Revenue policymakers in India have created such a regime which not just discriminates against the disabled but goes a step further and effectively penalises them for being disabled. This comes as a surprise given Prime Minister Narendra Modi’s concern for the disabled whom he refers to as being “divyang” — which means divine in Hindi. The constitutional position concerning this brazen illegality is unambiguous. A tax regime which has the effect of penalising movement and learning, activities that able-bodied individuals do not pay any tax for, outrightly fails the test of reasonableness under Article 14 of the Constitution. Even without applying any esoteric and complex legal principles, a layman can also understand the unfairness of the arithmetic behind this.

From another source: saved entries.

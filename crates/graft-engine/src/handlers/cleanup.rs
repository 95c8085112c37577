//! `graft.Cleanup`: guaranteed resource cleanup for a local variable.
//!
//! Every statement following the annotated declaration in its block is
//! moved into a `try` whose `finally` invokes the cleanup method behind a
//! guard: an instanceof test against the standard closeable contract for
//! the implicit `close`, a null check for an explicitly named method. The
//! surrounding block's statement list is rebuilt in full before being
//! swapped in.

use graft_ast::{BinaryOp, NodeArena, NodeIndex, NodeList, SyntaxKind};
use graft_common::{diagnostic_codes, Span};

use crate::dispatch::TransformContext;
use crate::registry::{Handler, HandlerError};
use crate::synth::Synth;
use crate::tree::{Kind, TreeId};
use crate::values::AnnotationValues;

pub struct HandleCleanup;

impl Handler for HandleCleanup {
    fn handle(
        &self,
        values: &AnnotationValues,
        site: TreeId,
        cx: &mut TransformContext<'_>,
    ) -> Result<(), HandlerError> {
        let ann_node = cx.tree.node(site);
        let span = cx.arena.get(ann_node).map(|n| n.span).unwrap_or(Span::EMPTY);

        let host = cx.tree.parent(site);
        let host_kind = host.and_then(|h| cx.tree.kind(h));
        if !matches!(host_kind, Some(Kind::Local | Kind::Argument)) {
            cx.error(
                span,
                diagnostic_codes::ILLEGAL_SITE,
                "@Cleanup is legal only on local variable declarations",
            );
            return Ok(());
        }
        let on_argument = host_kind == Some(Kind::Argument);
        let local = host.map(|h| cx.tree.node(h)).unwrap_or(NodeIndex::NONE);

        let cleanup_name = values.str_value("value");
        if cleanup_name.is_empty() {
            cx.error(
                values.span_of("value").unwrap_or(span),
                diagnostic_codes::BAD_OPTIONS,
                "cleanup method name cannot be the empty string",
            );
            return Ok(());
        }
        let quietly = values.bool_value("quietly");
        // The implicit `close` carries a Closeable contract; a written
        // method name only promises the call itself is safe on non-null.
        let default_close = cleanup_name == "close" && !values.is_explicit("value");

        let (has_initializer, name) = match cx.arena.get_variable(local) {
            Some(v) => (v.initializer.is_some(), v.name),
            None => return Ok(()),
        };
        // A method argument is in scope and initialized by the caller; the
        // local form must bind its resource at the declaration.
        if !on_argument && !has_initializer {
            cx.error(
                span,
                diagnostic_codes::ILLEGAL_SITE,
                "@Cleanup variable declarations need to be initialized",
            );
            return Ok(());
        }
        if name.is_none() {
            return Ok(());
        }
        let var_name = cx.arena.resolve_atom(name).to_string();

        let Some(method) = cx
            .tree
            .find(local)
            .and_then(|id| cx.tree.ancestor_of_kind(id, Kind::Method))
            .map(|id| cx.tree.node(id))
        else {
            cx.error(
                span,
                diagnostic_codes::ILLEGAL_SITE,
                "@Cleanup is legal only on local variable declarations inside a method",
            );
            return Ok(());
        };
        let body = cx
            .arena
            .get_method(method)
            .map(|m| m.body)
            .unwrap_or(NodeIndex::NONE);
        // The argument form guards the whole body; the local form guards
        // everything after its declaration statement.
        let (block, kept, following) = if on_argument {
            let statements: Vec<NodeIndex> = match cx.arena.get_block(body) {
                Some(b) => b.statements.iter().collect(),
                None => return Ok(()),
            };
            (body, Vec::new(), statements)
        } else {
            let Some(block) = find_owning_block(cx.arena, body, local) else {
                return Ok(());
            };
            let statements: Vec<NodeIndex> = match cx.arena.get_block(block) {
                Some(b) => b.statements.iter().collect(),
                None => return Ok(()),
            };
            let Some(position) = statements.iter().position(|&s| s == local) else {
                return Ok(());
            };
            let following = statements[position + 1..].to_vec();
            (block, statements[..=position].to_vec(), following)
        };

        for &stmt in &following {
            warn_on_reassignment(cx, stmt, &var_name);
        }

        let mut s = Synth::new(cx.arena, ann_node);
        let try_block = s.block(following.clone());
        let finally_block =
            build_cleanup_block(&mut s, &var_name, &cleanup_name, quietly, default_close);
        let guarded = s.try_stmt(try_block, vec![], finally_block);

        let mut rebuilt = kept;
        rebuilt.push(guarded);
        if let Some(b) = cx.arena.get_block_mut(block) {
            b.statements = NodeList::of(rebuilt);
        }

        cx.resync();
        Ok(())
    }
}

/// The finally body. The implicit default cleanup is typed through the
/// standard contract: `if (var instanceof java.io.Closeable)
/// ((java.io.Closeable) var).close();` (instanceof is false for null, so
/// no separate null guard). An explicitly named method cannot assume that
/// contract and gets `if (var != null) var.<name>();` instead. With
/// `quietly`, only the invocation is wrapped in a swallowing catch.
fn build_cleanup_block(
    s: &mut Synth<'_>,
    var_name: &str,
    cleanup_name: &str,
    quietly: bool,
    default_close: bool,
) -> NodeIndex {
    let receiver = if default_close {
        let closeable = s.named_ref("java.io.Closeable");
        let var_ref = s.ident(var_name);
        s.cast(closeable, var_ref)
    } else {
        s.ident(var_name)
    };
    let callee = s.select(receiver, cleanup_name);
    let call = s.call(callee, vec![]);
    let invoke = s.expr_stmt(call);

    let body = if quietly {
        let inner = s.block(vec![invoke]);
        let ex_ty = s.named_ref("java.io.IOException");
        let param = s.parameter_decl("$ex", ex_ty);
        let empty = s.block(vec![]);
        let catch = s.catch_clause(param, empty);
        let swallowed = s.try_stmt(inner, vec![catch], NodeIndex::NONE);
        s.block(vec![swallowed])
    } else {
        s.block(vec![invoke])
    };

    let guard = if default_close {
        let var_ref = s.ident(var_name);
        let closeable = s.named_ref("java.io.Closeable");
        s.instanceof(var_ref, closeable)
    } else {
        let var_ref = s.ident(var_name);
        let null = s.lit_null();
        s.binary(BinaryOp::Ne, var_ref, null)
    };
    let guarded = s.if_stmt(guard, body, NodeIndex::NONE);
    s.block(vec![guarded])
}

/// Depth-first search for the block whose statement list directly contains
/// the annotated local.
fn find_owning_block(arena: &NodeArena, block: NodeIndex, local: NodeIndex) -> Option<NodeIndex> {
    if !matches!(
        arena.kind(block),
        Some(SyntaxKind::Block | SyntaxKind::InitializerBlock)
    ) {
        return None;
    }
    let statements: Vec<NodeIndex> = arena.get_block(block)?.statements.iter().collect();
    if statements.contains(&local) {
        return Some(block);
    }
    for stmt in statements {
        for child in arena.children_of(stmt) {
            if let Some(found) = find_owning_block(arena, child, local) {
                return Some(found);
            }
        }
        if let Some(found) = find_owning_block(arena, stmt, local) {
            return Some(found);
        }
    }
    None
}

/// Reassigning a managed resource makes the cleanup run against the wrong
/// object; flag every write to the variable in the guarded region.
fn warn_on_reassignment(cx: &mut TransformContext<'_>, root: NodeIndex, var_name: &str) {
    let mut pending = vec![root];
    let mut offenders: Vec<Span> = Vec::new();
    while let Some(node) = pending.pop() {
        if cx.arena.kind(node) == Some(SyntaxKind::Assign) {
            if let Some(assign) = cx.arena.get_assign(node) {
                let target = assign.target;
                if cx.arena.kind(target) == Some(SyntaxKind::Identifier) {
                    if let Some(ident) = cx.arena.get_identifier(target) {
                        if ident.name.is_some() && cx.arena.resolve_atom(ident.name) == var_name {
                            let span = cx
                                .arena
                                .get(node)
                                .map(|n| n.span)
                                .unwrap_or(Span::EMPTY);
                            offenders.push(span);
                        }
                    }
                }
            }
        }
        pending.extend(cx.arena.children_of(node));
    }
    for span in offenders {
        cx.warning(
            span,
            diagnostic_codes::BAD_OPTIONS,
            "assigning a cleanup-managed variable to something else is a bad idea",
        );
    }
}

Let us take the case of a wheelchair user who pays five per cent GST for a motorised wheelchair costing Rs 1 lakh. If the life of the wheelchair is taken to be 500 kilometres, the tax burden on the disabled user can easily be worked out to be Rs 10 per kilometre. Naturally, an able-bodied person would scoff at the notion of having to pay the government a tax for every kilometre they walk. Similarly, a blind person today must absorb the tax burden of a Braille publisher, which is an additional levy owing only to them being blind. Such a tax levied on goods used by people with disabilities for their movement and to acquire knowledge amounts to the most explicit and trenchant form of discrimination possible.